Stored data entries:
----------------

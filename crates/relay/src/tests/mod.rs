//! Integrationstests des Relays
//!
//! Die Tests treiben die Relay-Pfade direkt ueber den Zustand, ohne
//! TCP-Transport: registrierte Test-Sockets empfangen Server-Events
//! ueber ihre Send-Queues.

mod router_tests;

use seance_core::types::{ClientId, EntityId, SessionId, SocketId};
use seance_db::NullAuditLog;
use seance_protocol::events::{BeitrittsAnfrage, Entity, RelayEnvelope};
use seance_protocol::ServerEvent;
use serde_json::json;
use std::sync::Arc;
use tokio::sync::mpsc;

use crate::lifecycle;
use crate::state::{RelayConfig, RelayState};
use crate::storage::CaptureStorage;

/// Baut einen Relay-Zustand mit Wegwerf-Ablage
fn test_state() -> (Arc<RelayState<NullAuditLog>>, tempfile::TempDir) {
    let verzeichnis = tempfile::tempdir().unwrap();
    let storage = CaptureStorage::neu(verzeichnis.path());
    let state = RelayState::neu(RelayConfig::default(), storage, NullAuditLog);
    (state, verzeichnis)
}

/// Registriert einen Socket und laesst ihn der Session beitreten
async fn mitglied_anmelden(
    state: &Arc<RelayState<NullAuditLog>>,
    session: i64,
    client: i64,
) -> (SocketId, mpsc::Receiver<ServerEvent>) {
    let socket = SocketId::new();
    let rx = state.broadcaster.client_registrieren(socket);
    lifecycle::beitreten(
        state,
        socket,
        BeitrittsAnfrage {
            session_id: Some(SessionId(session)),
            client_id: Some(ClientId(client)),
        },
    )
    .await;
    (socket, rx)
}

/// Baut einen Relay-Umschlag mit Interaktions-Payload
fn interaktions_umschlag(session: i64, client: i64, ziel: i64, typ: i64) -> RelayEnvelope {
    RelayEnvelope {
        session_id: Some(SessionId(session)),
        client_id: Some(ClientId(client)),
        typ: Some("interaction".into()),
        message: Some(json!([0, session, client, client, ziel, typ])),
        ts: None,
        seq: None,
        capture_id: None,
    }
}

/// Liest eine Entity aus dem Session-Zustand
fn entity_holen(state: &Arc<RelayState<NullAuditLog>>, session: i64, id: i64) -> Option<Entity> {
    state
        .registry
        .mit_session(&SessionId(session), |s| {
            s.entities.holen(EntityId(id)).cloned()
        })
        .flatten()
}

/// Leert eine Queue und gibt alle anstehenden Events zurueck
fn alle_events(rx: &mut mpsc::Receiver<ServerEvent>) -> Vec<ServerEvent> {
    let mut events = Vec::new();
    while let Ok(event) = rx.try_recv() {
        events.push(event);
    }
    events
}
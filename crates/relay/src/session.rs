//! Session-Registry – Verwaltet alle laufenden Sessions
//!
//! Eine Session besitzt ihre Teilnehmerliste, die Socket-Zuordnung, den
//! Entity-Speicher und den Aufzeichnungszustand exklusiv. Die Registry
//! haelt die Sessions in einer DashMap; Zugriffe laufen ueber kurze,
//! geschlossene Kritikalabschnitte (`mit_session`/`mit_session_mut`), die
//! nie ueber einen await-Punkt gehalten werden.

use dashmap::DashMap;
use seance_core::types::{ClientId, SessionId, SocketId};
use seance_core::zeit::jetzt_ms;
use seance_protocol::events::{SessionDetails, ZustandV1, ZustandV2, ZustandsAntwort};
use std::collections::{HashMap, HashSet};
use std::sync::Arc;

use crate::entities::EntityStore;
use crate::recording::CaptureZustand;

// ---------------------------------------------------------------------------
// Session
// ---------------------------------------------------------------------------

/// Eine laufende Session mit synchronisiertem Entity-Zustand
///
/// Die Teilnehmerliste darf waehrend eines Reconnects kurzzeitig Duplikate
/// enthalten; ausserhalb dieses Fensters entspricht jeder Eintrag genau
/// einer lebenden Socket-Zuordnung.
#[derive(Debug)]
pub struct Session {
    pub id: SessionId,
    /// Socket -> Client Zuordnung (ein Eintrag pro lebender Verbindung)
    pub sockets: HashMap<SocketId, ClientId>,
    /// Geordnete Teilnehmerliste
    pub roster: Vec<ClientId>,
    pub entities: EntityStore,
    /// Aktive Szene (von SCENE_CHANGE-Interaktionen gesetzt)
    pub scene: Option<i64>,
    /// Unix-Millisekunden der Session-Erstellung
    pub session_start: i64,
    pub aufzeichnung: CaptureZustand,
}

impl Session {
    /// Erstellt eine leere Session
    pub fn neu(id: SessionId) -> Self {
        Self {
            id,
            sockets: HashMap::new(),
            roster: Vec::new(),
            entities: EntityStore::neu(),
            scene: None,
            session_start: jetzt_ms(),
            aufzeichnung: CaptureZustand::neu(),
        }
    }

    /// Prueft ob ein Client in der Teilnehmerliste steht
    pub fn ist_mitglied(&self, client_id: ClientId) -> bool {
        self.roster.contains(&client_id)
    }

    /// Entfernt Duplikate aus der Teilnehmerliste (erstes Vorkommen bleibt)
    pub fn roster_deduplizieren(&mut self) {
        let mut gesehen = HashSet::new();
        self.roster.retain(|client| gesehen.insert(*client));
    }

    /// Entfernt ein einzelnes Vorkommen eines Clients aus der Teilnehmerliste
    pub fn roster_eintrag_entfernen(&mut self, client_id: ClientId) {
        if let Some(pos) = self.roster.iter().position(|c| *c == client_id) {
            self.roster.remove(pos);
        }
    }

    /// Alle Sockets die aktuell auf einen Client zeigen
    pub fn sockets_von_client(&self, client_id: ClientId) -> Vec<SocketId> {
        self.sockets
            .iter()
            .filter(|(_, c)| **c == client_id)
            .map(|(socket, _)| *socket)
            .collect()
    }

    /// Baut den Zustands-Snapshot der angefragten Version
    ///
    /// Nur Version 2 liefert volle Entity-Records; alle anderen Werte
    /// (auch fehlende oder unbekannte) fallen auf die Version-1-Form zurueck.
    pub fn snapshot(&self, version: Option<i64>) -> ZustandsAntwort {
        match version {
            Some(2) => ZustandsAntwort::V2(ZustandV2 {
                clients: self.roster.clone(),
                entities: self.entities.alle().to_vec(),
                scene: self.scene,
                is_recording: self.aufzeichnung.aktiv,
            }),
            _ => ZustandsAntwort::V1(ZustandV1 {
                clients: self.roster.clone(),
                entities: self.entities.ids(),
                locked: self.entities.gesperrte_ids(),
                scene: self.scene,
                is_recording: self.aufzeichnung.aktiv,
            }),
        }
    }

    /// Baut die Session-Uebersicht fuer `sessionInfo`
    pub fn details(&self) -> SessionDetails {
        SessionDetails {
            id: self.id,
            clients: self.roster.clone(),
            entities: self.entities.alle().to_vec(),
            scene: self.scene,
            is_recording: self.aufzeichnung.aktiv,
            session_start: self.session_start,
        }
    }
}

// ---------------------------------------------------------------------------
// SessionRegistry
// ---------------------------------------------------------------------------

/// Registry aller laufenden Sessions
///
/// Thread-safe via Arc + DashMap. Clone teilt den inneren Zustand.
#[derive(Clone)]
pub struct SessionRegistry {
    sessions: Arc<DashMap<SessionId, Session>>,
}

impl SessionRegistry {
    /// Erstellt eine leere Registry
    pub fn neu() -> Self {
        Self {
            sessions: Arc::new(DashMap::new()),
        }
    }

    /// Legt die Session an falls sie noch nicht existiert
    pub fn anlegen_wenn_fehlt(&self, id: SessionId) {
        self.sessions.entry(id).or_insert_with(|| {
            tracing::info!(session_id = %id, "Session angelegt");
            Session::neu(id)
        });
    }

    /// Prueft ob eine Session existiert
    pub fn existiert(&self, id: &SessionId) -> bool {
        self.sessions.contains_key(id)
    }

    /// Fuehrt eine Leseoperation unter dem Registry-Guard aus
    ///
    /// Gibt `None` zurueck wenn die Session fehlt. Die Closure darf kein
    /// await enthalten; der Guard lebt nur fuer ihre Dauer.
    pub fn mit_session<R>(&self, id: &SessionId, f: impl FnOnce(&Session) -> R) -> Option<R> {
        self.sessions.get(id).map(|session| f(&session))
    }

    /// Fuehrt eine Schreiboperation unter dem Registry-Guard aus
    pub fn mit_session_mut<R>(
        &self,
        id: &SessionId,
        f: impl FnOnce(&mut Session) -> R,
    ) -> Option<R> {
        self.sessions.get_mut(id).map(|mut session| f(&mut session))
    }

    /// Sucht Session und Client fuer einen Socket
    pub fn session_fuer_socket(&self, socket: &SocketId) -> Option<(SessionId, ClientId)> {
        self.sessions.iter().find_map(|eintrag| {
            eintrag
                .value()
                .sockets
                .get(socket)
                .map(|client| (eintrag.value().id, *client))
        })
    }

    /// Entfernt eine Session nur wenn ihre Teilnehmerliste leer ist
    ///
    /// Gibt die entfernte Session zurueck, damit der Aufrufer eine noch
    /// laufende Aufzeichnung abschliessen kann.
    pub fn entfernen_wenn_leer(&self, id: &SessionId) -> Option<Session> {
        self.sessions
            .remove_if(id, |_, session| session.roster.is_empty())
            .map(|(_, session)| session)
    }

    /// Anzahl der laufenden Sessions
    pub fn anzahl(&self) -> usize {
        self.sessions.len()
    }
}

impl Default for SessionRegistry {
    fn default() -> Self {
        Self::neu()
    }
}

// ---------------------------------------------------------------------------
// Tests
// ---------------------------------------------------------------------------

----------------

• _How to complete this task_
What you give back must be the stretch above, starting at the line with "noch nicht existiert" and ending at the line with "eine Session existiert", copied exactly.

• _Your response_
    /// Legt die Session an falls sie noch nicht existiert
    pub fn anlegen_wenn_fehlt(&self, id: SessionId) {
        self.sessions.entry(id).or_insert_with(|| {
            tracing::info!(session_id = %id, "Session angelegt");
            Session::neu(id)
        });
    }

    /// Prueft ob eine Session existiert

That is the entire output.